Две тысячи тяжелобольных и стариков перевезли в Рущук, и только двенадцать тысяч человек, оставшихся в живых, двинулись из лагеря к деревне Малка, откуда их должны были распределить по окрестным деревням.
Оборванные, грязные, исхудалые, одна кожа да кости, с лихорадочно горящими голодными глазами, в которых еще сквозил страх и недоверие, шли понуро когда-то нарядные и гордые анатолийские спаги и высокомерные, жестокие янычары — цвет турецкого войска.
Страшное кладбище — смердящий лагерь с восемью тысячами конских костяков и двумя тысячами закоченевших, непогребенных трупов людей — осталось позади. Поземка заметала кости разбитой, поверженной армии великого визиря.
Бухарест торжественно и пышно встретил победителя турок. Несмотря на зимнее время, на улицах стояли толпы народа. Два дня город был иллюминирован.

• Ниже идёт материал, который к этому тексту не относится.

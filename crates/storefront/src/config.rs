//! Storefront configuration loaded from environment variables.
//!
//! # Environment Variables
//!
//! All variables are optional; the defaults give a fully in-memory
//! storefront suitable for tests and demos.
//!
//! - `TECHSTORE_STORAGE_PATH` - Path to the JSON session-storage file.
//!   Absent means in-memory storage (nothing survives the process).
//! - `TECHSTORE_ADDRESS_API_URL` - Base URL of the address lookup API
//!   (default: <https://provinces.open-api.vn/api>)
//! - `TECHSTORE_LOGIN_DELAY_MS` - Artificial login latency in milliseconds
//!   (default: 1000)
//! - `TECHSTORE_CHECKOUT_DELAY_MS` - Artificial checkout submission latency
//!   in milliseconds (default: 1500)

use std::path::PathBuf;
use std::sync::Arc;
use std::time::Duration;

use thiserror::Error;

use crate::storage::{JsonFileStorage, KeyValueStorage, MemoryStorage, StorageError};

const DEFAULT_ADDRESS_API_URL: &str = "https://provinces.open-api.vn/api";
const DEFAULT_LOGIN_DELAY_MS: u64 = 1000;
const DEFAULT_CHECKOUT_DELAY_MS: u64 = 1500;

/// Configuration errors that can occur during loading.
#[derive(Debug, Error)]
pub enum ConfigError {
    #[error("Invalid environment variable {0}: {1}")]
    InvalidEnvVar(String, String),
    #[error("Failed to open storage: {0}")]
    Storage(#[from] StorageError),
}

/// Storefront application configuration.
#[derive(Debug, Clone)]
pub struct StorefrontConfig {
    /// Session storage file. `None` keeps everything in memory.
    pub storage_path: Option<PathBuf>,
    /// Base URL of the province/district/ward lookup API.
    pub address_api_url: String,
    /// Simulated login latency.
    pub login_delay: Duration,
    /// Simulated checkout submission latency.
    pub checkout_delay: Duration,
}

impl Default for StorefrontConfig {
    fn default() -> Self {
        Self {
            storage_path: None,
            address_api_url: DEFAULT_ADDRESS_API_URL.to_string(),
            login_delay: Duration::from_millis(DEFAULT_LOGIN_DELAY_MS),
            checkout_delay: Duration::from_millis(DEFAULT_CHECKOUT_DELAY_MS),
        }
    }
}

impl StorefrontConfig {
    /// Load configuration from environment variables.
    ///
    /// Calls `dotenvy::dotenv()` to load from `.env` file if present.
    ///
    /// # Errors
    ///
    /// Returns `ConfigError` if a delay variable is present but not a valid
    /// integer.
    pub fn from_env() -> Result<Self, ConfigError> {
        // Load .env file if present (ignore errors if not found)
        let _ = dotenvy::dotenv();

        let storage_path = get_optional_env("TECHSTORE_STORAGE_PATH").map(PathBuf::from);
        let address_api_url =
            get_env_or_default("TECHSTORE_ADDRESS_API_URL", DEFAULT_ADDRESS_API_URL);
        let login_delay = get_delay_ms("TECHSTORE_LOGIN_DELAY_MS", DEFAULT_LOGIN_DELAY_MS)?;
        let checkout_delay =
            get_delay_ms("TECHSTORE_CHECKOUT_DELAY_MS", DEFAULT_CHECKOUT_DELAY_MS)?;

        Ok(Self {
            storage_path,
            address_api_url,
            login_delay,
            checkout_delay,
        })
    }

    /// A zero-delay configuration for tests.
    #[must_use]
    pub fn for_tests() -> Self {
        Self {
            login_delay: Duration::ZERO,
            checkout_delay: Duration::ZERO,
            ..Self::default()
        }
    }

    /// Open the storage backend this configuration describes.
    ///
    /// # Errors
    ///
    /// Returns an error if the storage file exists but cannot be read.
    pub fn open_storage(&self) -> Result<Arc<dyn KeyValueStorage>, ConfigError> {
        match &self.storage_path {
            Some(path) => Ok(Arc::new(JsonFileStorage::open(path)?)),
            None => Ok(Arc::new(MemoryStorage::new())),
        }
    }
}

/// Get an optional environment variable.
fn get_optional_env(key: &str) -> Option<String> {
    std::env::var(key).ok()
}

/// Get an environment variable with a default value.
fn get_env_or_default(key: &str, default: &str) -> String {
    std::env::var(key).unwrap_or_else(|_| default.to_string())
}

fn get_delay_ms(key: &str, default: u64) -> Result<Duration, ConfigError> {
    match std::env::var(key) {
        Ok(raw) => raw
            .parse::<u64>()
            .map(Duration::from_millis)
            .map_err(|e| ConfigError::InvalidEnvVar(key.to_string(), e.to_string())),
        Err(_) => Ok(Duration::from_millis(default)),
    }
}

#[cfg(test)]
mod tests {
    use super::*;

    #[test]
    fn test_defaults() {
        let config = StorefrontConfig::default();
        assert!(config.storage_path.is_none());
        assert_eq!(config.address_api_url, DEFAULT_ADDRESS_API_URL);
        assert_eq!(config.login_delay, Duration::from_millis(1000));
        assert_eq!(config.checkout_delay, Duration::from_millis(1500));
    }

    #[test]
    fn test_for_tests_has_no_delays() {
        let config = StorefrontConfig::for_tests();
        assert_eq!(config.login_delay, Duration::ZERO);
        assert_eq!(config.checkout_delay, Duration::ZERO);
    }

    #[test]
    fn test_open_storage_defaults_to_memory() {
        let storage = StorefrontConfig::for_tests().open_storage().unwrap();
        assert!(storage.get("user").unwrap().is_none());
    }
}
#[cfg(test)]
mod tests {
    use super::*;
    use crate::catalog::Catalog;
    use crate::storage::MemoryStorage;

    fn cart() -> CartStore {
        CartStore::new(Arc::new(MemoryStorage::new())).unwrap()
    }

    fn product(catalog: &Catalog, id: i32) -> Product {
        catalog.by_id(ProductId::new(id)).unwrap().clone()
    }

    #[test]
    fn test_first_item_is_selected() {
        let catalog = Catalog::fixture();
        let cart = cart();

        cart.add_to_cart(&product(&catalog, 1), 1, false).unwrap();
        cart.add_to_cart(&product(&catalog, 2), 1, false).unwrap();

        let items = cart.items();
        assert!(items[0].selected);
        assert!(!items[1].selected);
    }

    #[test]
    fn test_quantity_accumulates() {
        let catalog = Catalog::fixture();
        let cart = cart();

        cart.add_to_cart(&product(&catalog, 1), 2, false).unwrap();
        cart.add_to_cart(&product(&catalog, 1), 3, false).unwrap();

        assert_eq!(cart.items().len(), 1);
        assert_eq!(cart.total_items(), 5);
    }

    #[test]
    fn test_auto_select_deselects_others() {
        let catalog = Catalog::fixture();
        let cart = cart();

        cart.add_to_cart(&product(&catalog, 1), 1, false).unwrap();
        cart.add_to_cart(&product(&catalog, 2), 1, false).unwrap();
        cart.add_to_cart(&product(&catalog, 3), 1, true).unwrap();

        let selected = cart.selected_items();
        assert_eq!(selected.len(), 1);
        assert_eq!(selected[0].product.id, ProductId::new(3));
    }

    #[test]
    fn test_auto_select_existing_line() {
        let catalog = Catalog::fixture();
        let cart = cart();

        cart.add_to_cart(&product(&catalog, 1), 1, false).unwrap();
        cart.add_to_cart(&product(&catalog, 2), 1, false).unwrap();
        cart.add_to_cart(&product(&catalog, 1), 1, true).unwrap();

        let items = cart.items();
        assert_eq!(items.len(), 2);
        assert_eq!(cart.total_items(), 3);
        let selected = cart.selected_items();
        assert_eq!(selected.len(), 1);
        assert_eq!(selected[0].product.id, ProductId::new(1));
    }

    #[test]
    fn test_update_quantity_zero_removes() {
        let catalog = Catalog::fixture();
        let cart = cart();

        cart.add_to_cart(&product(&catalog, 1), 2, false).unwrap();
        cart.update_quantity(ProductId::new(1), 0).unwrap();
        assert!(cart.items().is_empty());
    }

    #[test]
    fn test_update_quantity_sets_exact_value() {
        let catalog = Catalog::fixture();
        let cart = cart();

        cart.add_to_cart(&product(&catalog, 1), 2, false).unwrap();
        cart.update_quantity(ProductId::new(1), 7).unwrap();
        assert_eq!(cart.total_items(), 7);
    }

    #[test]
    fn test_selected_total_price() {
        let catalog = Catalog::fixture();
        let cart = cart();

        // Product 13: 1,200,000 x2; product 14: 2,800,000 x1.
        cart.add_to_cart(&product(&catalog, 13), 2, false).unwrap();
        cart.add_to_cart(&product(&catalog, 14), 1, false).unwrap();
        cart.select_all(true).unwrap();
        assert_eq!(cart.selected_total_price(), 5_200_000);

        cart.toggle_selection(ProductId::new(14)).unwrap();
        assert_eq!(cart.selected_total_price(), 2_400_000);
        assert_eq!(cart.total_price(), 5_200_000);
    }

    #[test]
    fn test_clear_cart_erases_persisted_slot() {
        let catalog = Catalog::fixture();
        let storage: Arc<dyn KeyValueStorage> = Arc::new(MemoryStorage::new());
        let cart = CartStore::new(Arc::clone(&storage)).unwrap();

        cart.add_to_cart(&product(&catalog, 1), 1, false).unwrap();
        assert!(storage.get("cart_guest").unwrap().is_some());

        cart.clear_cart().unwrap();
        assert!(cart.items().is_empty());
        assert!(storage.get("cart_guest").unwrap().is_none());
    }

    #[test]
    fn test_persistence_roundtrip_through_fresh_store() {
        let catalog = Catalog::fixture();
        let storage: Arc<dyn KeyValueStorage> = Arc::new(MemoryStorage::new());

        let cart = CartStore::new(Arc::clone(&storage)).unwrap();
        cart.add_to_cart(&product(&catalog, 1), 2, false).unwrap();

        let fresh = CartStore::new(storage).unwrap();
        assert_eq!(fresh.items(), cart.items());
    }

    #[test]
    fn test_namespace_isolation() {
        let catalog = Catalog::fixture();
        let cart = cart();

        cart.add_to_cart(&product(&catalog, 1), 1, false).unwrap();
        let user = UserId::new("1");
        cart.set_session(Some(&user)).unwrap();

        // Fresh user slot: guest items are not visible.
        assert!(cart.items().is_empty());
        cart.add_to_cart(&product(&catalog, 2), 1, false).unwrap();
        assert_eq!(cart.items().len(), 1);
    }

    #[test]
    fn test_login_loads_user_slot() {
        let catalog = Catalog::fixture();
        let storage: Arc<dyn KeyValueStorage> = Arc::new(MemoryStorage::new());
        let cart = CartStore::new(Arc::clone(&storage)).unwrap();
        let user = UserId::new("1");

        cart.set_session(Some(&user)).unwrap();
        cart.add_to_cart(&product(&catalog, 3), 1, false).unwrap();
        cart.set_session(None).unwrap();
        cart.set_session(Some(&user)).unwrap();

        assert_eq!(cart.items().len(), 1);
        assert_eq!(cart.items()[0].product.id, ProductId::new(3));
    }

    #[test]
    fn test_logout_empties_without_loading_guest_slot() {
        let catalog = Catalog::fixture();
        let storage: Arc<dyn KeyValueStorage> = Arc::new(MemoryStorage::new());
        let cart = CartStore::new(Arc::clone(&storage)).unwrap();
        let user = UserId::new("1");

        cart.add_to_cart(&product(&catalog, 1), 1, false).unwrap();
        cart.set_session(Some(&user)).unwrap();
        cart.add_to_cart(&product(&catalog, 2), 1, false).unwrap();
        cart.set_session(None).unwrap();

        // Empty, even though the guest slot still holds product 1.
        assert!(cart.items().is_empty());
        assert!(storage.get("cart_guest").unwrap().is_some());
        // The user's cart was flushed to its slot before the switch.
        assert!(storage.get("cart_user_1").unwrap().is_some());
    }

    #[test]
    fn test_set_session_same_namespace_is_noop() {
        let catalog = Catalog::fixture();
        let cart = cart();
        cart.add_to_cart(&product(&catalog, 1), 1, false).unwrap();
        cart.set_session(None).unwrap();
        assert_eq!(cart.items().len(), 1);
    }

    #[test]
    fn test_corrupt_slot_starts_empty() {
        let storage: Arc<dyn KeyValueStorage> = Arc::new(MemoryStorage::new());
        storage.set("cart_guest", "noise[").unwrap();
        let cart = CartStore::new(storage).unwrap();
        assert!(cart.items().is_empty());
    }

    #[test]
    fn test_change_notifications_fire_on_mutation() {
        use std::sync::atomic::{AtomicUsize, Ordering};

        let catalog = Catalog::fixture();
        let cart = cart();
        let calls = Arc::new(AtomicUsize::new(0));
        let sink = Arc::clone(&calls);
        cart.on_change(move |_| {
            sink.fetch_add(1, Ordering::SeqCst);
        });

        cart.add_to_cart(&product(&catalog, 1), 1, false).unwrap();
        cart.select_all(false).unwrap();
        cart.clear_cart().unwrap();
        assert_eq!(calls.load(Ordering::SeqCst), 3);
    }

    #[test]
    fn test_change_callback_may_mutate_cart() {
        use std::sync::atomic::{AtomicBool, Ordering};

        let catalog = Catalog::fixture();
        let cart = Arc::new(cart());

        // Select everything once the cart reaches two lines, the way a
        // consumer reacting to its own store would.
        let reacted = Arc::new(AtomicBool::new(false));
        let flag = Arc::clone(&reacted);
        let inner = Arc::clone(&cart);
        cart.on_change(move |items| {
            if items.len() == 2 && !flag.swap(true, Ordering::SeqCst) {
                inner.select_all(true).unwrap();
            }
        });

        cart.add_to_cart(&product(&catalog, 1), 1, false).unwrap();
        cart.add_to_cart(&product(&catalog, 2), 1, false).unwrap();

        assert!(reacted.load(Ordering::SeqCst));
        assert!(cart.items().iter().all(|i| i.selected));
    }
}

На площадях и главных улицах Бухареста висели десятки красиво написанных транспарантов, на разных языках восхвалявших Кутузова. Русского генерала сравнивали со львом, орлом, барсом, но еще чаще называли знаменитым греческим полководцем и дипломатом Фемистоклом.
На второй день в честь Кутузова был дан большой обед и вечером роскошный бал. Кроме высших гражданских чиновников, приветствовать полководца явились знатные бухарестские жители и их жены. Куконы кокетничали с русским главнокомандующим, восхищались тем, как он посвежел за лето на Дунае. Михаил Илларионович благодарил, улыбался, а думал иное. При ярком свете люстр и канделябров в этих чистых, прекрасных зеркалах дворца он отлично видел, что, наоборот, постарел за лето: победа над турками не давалась даром.
Вместе с другими приветствовал Кутузова французский консул в Бухаресте Шарль Леду.
— Я всегда с большой живостью следил за вашими успехами на Дунае, генерал, — с почтительной, милой улыбочкой сказал он, очевидно, заранее приготовленную, полную едкой иронии (Аустерлиц тоже на Дунае!) фразу, которую Михаил Илларионович сразу же понял.
— Я не знал, господин консул, что вы еще не забыли об Измаиле! — отпарировал Кутузов и подумал: "Да, ты не только следил за мной, но и передавал все султану в Константинополь!"